We get a lot of mail at NPR Music, and amid the monthly bale of sunflower seeds we've decided to order from Amazon Prime via subscription is a slew of smart questions about how music fits into our lives — and, this week, a request for advice on when and where it's courteous to wear headphones in public.

Brian Bowen writes via Facebook: "When is it OK to wear headphones in public — in transit, at work, during events large or small, standing in line at the post office, etc.?"

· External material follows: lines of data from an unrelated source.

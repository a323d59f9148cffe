use tracing_subscriber::EnvFilter;
use video_search_fn::{
    api::{create_router, AppState},
    config::Config,
};

#[tokio::main]
async fn main() -> anyhow::Result<()> {
    tracing_subscriber::fmt()
        .with_env_filter(
            EnvFilter::try_from_default_env().unwrap_or_else(|_| EnvFilter::new("info")),
        )
        .init();

    let config = Config::from_env()?;
    if config.api_key().is_none() {
        tracing::warn!("YOUTUBE_API_KEY is not set, searches will return a configuration error");
    }

    // Initialize application state
    let state = AppState::from_config(&config);

    // Create the router with all routes
    let app = create_router(state);

    // Start the server
    let address = config.bind_address();
    let listener = tokio::net::TcpListener::bind(&address).await?;
    tracing::info!(address = %address, "Video search function listening");
    axum::serve(listener, app).await?;

    Ok(())
}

As a society, we're all supposed to be horrified by the way we've come to close ourselves off from the world around us: by staring at phones instead of sunsets, by tweeting overheard conversations instead of having them ourselves, by pawing at screens during every spare nanosecond of downtime. I get that, and I've made many mental notes and resolutions to be more present when interacting with my fellow human beings. To me, the best rule of thumb is to choose the events for which it's necessary and courteous to be mentally present — social events, meetings, the dinner table, any place people gather to converse or be entertained — and put the headphones away.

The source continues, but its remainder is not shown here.